This brings me to a central concern: when data scientists are given a model to work with, their first question is often:

“What data was used to train it?”

This question is not incidental. It is fundamental to understanding the model’s behaviour, biases, and limitations. It is also essential for scientific reproducibility.

In the course of the earlier email exchange, it was argued that the hardware requirements for training large-scale models place them out of reach for anyone without a budget in the range of 100 M€. While this may be true for frontier-scale models, I believe it overlooks a significant portion of real-world use cases.

In my undergraduate work, we frequently relied on publicly available datasets from sources such as Kaggle. These enabled us to train our own models, interpret results, and explore data-driven questions in a hands-on manner. Providing access to training data empowers researchers, institutions, and independent developers to create models adapted to their specific needs. Moreover, it facilitates the composability of data, an essential feature in interdisciplinary research and real-world applications.
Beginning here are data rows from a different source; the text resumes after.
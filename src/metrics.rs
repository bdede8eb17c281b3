//! Prometheus metrics for bloblabel.
//!
//! Installs a global Prometheus recorder using `metrics-exporter-prometheus`
//! and defines metric name constants.  Counters are recorded with the
//! `metrics` macros at the call sites; without an installed recorder they
//! are no-ops.  The CLI renders the exposition text on request.

use metrics::{describe_counter, describe_histogram};
use metrics_exporter_prometheus::{PrometheusBuilder, PrometheusHandle};
use std::sync::OnceLock;

// -- Metric name constants ----------------------------------------------------

/// Read tokens signed (counter).
pub const TOKENS_ISSUED_TOTAL: &str = "bloblabel_tokens_issued_total";

/// Blobs yielded by listings after filtering (counter).
pub const BLOBS_LISTED_TOTAL: &str = "bloblabel_blobs_listed_total";

/// Directory prefixes discovered (counter).
pub const DIRECTORIES_LISTED_TOTAL: &str = "bloblabel_directories_listed_total";

/// Blob downloads (counter). Labels: outcome.
pub const DOWNLOADS_TOTAL: &str = "bloblabel_downloads_total";

/// Bytes written by downloads (counter).
pub const DOWNLOAD_BYTES_TOTAL: &str = "bloblabel_download_bytes_total";

/// Catalog rebuilds (counter). Labels: outcome.
pub const CATALOG_REBUILDS_TOTAL: &str = "bloblabel_catalog_rebuilds_total";

/// Duration of a catalog rebuild in seconds (histogram).
pub const CATALOG_REBUILD_SECONDS: &str = "bloblabel_catalog_rebuild_seconds";

/// Items revealed by batch navigation (counter).
pub const ITEMS_REVEALED_TOTAL: &str = "bloblabel_items_revealed_total";

// -- Global recorder installation ---------------------------------------------

/// Singleton handle to the Prometheus recorder.
static PROMETHEUS_HANDLE: OnceLock<PrometheusHandle> = OnceLock::new();

/// Install the global Prometheus metrics recorder. Idempotent -- safe to call
/// multiple times. Returns a reference to the global handle.
pub fn init_metrics() -> &'static PrometheusHandle {
    PROMETHEUS_HANDLE.get_or_init(|| {
        PrometheusBuilder::new()
            .install_recorder()
            .expect("failed to install Prometheus recorder")
    })
}

/// Register metric descriptions with the global recorder. Call once after
/// `init_metrics()`.
pub fn describe_metrics() {
    describe_counter!(TOKENS_ISSUED_TOTAL, "Read tokens signed");
    describe_counter!(BLOBS_LISTED_TOTAL, "Blobs yielded by listings");
    describe_counter!(DIRECTORIES_LISTED_TOTAL, "Directory prefixes discovered");
    describe_counter!(DOWNLOADS_TOTAL, "Blob downloads by outcome");
    describe_counter!(DOWNLOAD_BYTES_TOTAL, "Bytes written by downloads");
    describe_counter!(CATALOG_REBUILDS_TOTAL, "Catalog rebuilds by outcome");
    describe_histogram!(CATALOG_REBUILD_SECONDS, "Catalog rebuild duration in seconds");
    describe_counter!(ITEMS_REVEALED_TOTAL, "Items revealed by batch navigation");
}

/// Render the Prometheus exposition text, if the recorder is installed.
pub fn render() -> Option<String> {
    PROMETHEUS_HANDLE.get().map(|handle| handle.render())
}

#[cfg(test)]
mod tests {
    use super::*;

    #[test]
    fn test_metric_names_are_prefixed() {
        for name in [
            TOKENS_ISSUED_TOTAL,
            BLOBS_LISTED_TOTAL,
            DIRECTORIES_LISTED_TOTAL,
            DOWNLOADS_TOTAL,
            DOWNLOAD_BYTES_TOTAL,
            CATALOG_REBUILDS_TOTAL,
            CATALOG_REBUILD_SECONDS,
            ITEMS_REVEALED_TOTAL,
        ] {
            assert!(name.starts_with("bloblabel_"), "{name}");
        }
    }

    #[test]
    fn test_counters_without_recorder_are_noops() {
        metrics::counter!(DOWNLOADS_TOTAL, "outcome" => "ok").increment(1);
    }
}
Debian’s commitment to reproducibility and openness logically extends to the realm of AI. Distributing a model without its corresponding training data violates this principle and undermines the ability of users to validate, audit, or adapt the model for their own contexts.

If Debian were to allow AI models to be packaged without the accompanying data, it would risk reducing its standards to those of existing platforms such as Hugging Face, where reproducibility is often not enforced. In contrast, requiring training data to be available fosters trust, academic rigour, and long-term sustainability.

The strategic value of Debian enforcing open data is clear:

Data scientists and developers can rely on Debian-hosted datasets being legally sound and freely reusable.

This lowers the barrier to entry for high-quality, ethical AI development.

It also positions Debian as a trusted ecosystem for research-grade and production-ready AI tooling.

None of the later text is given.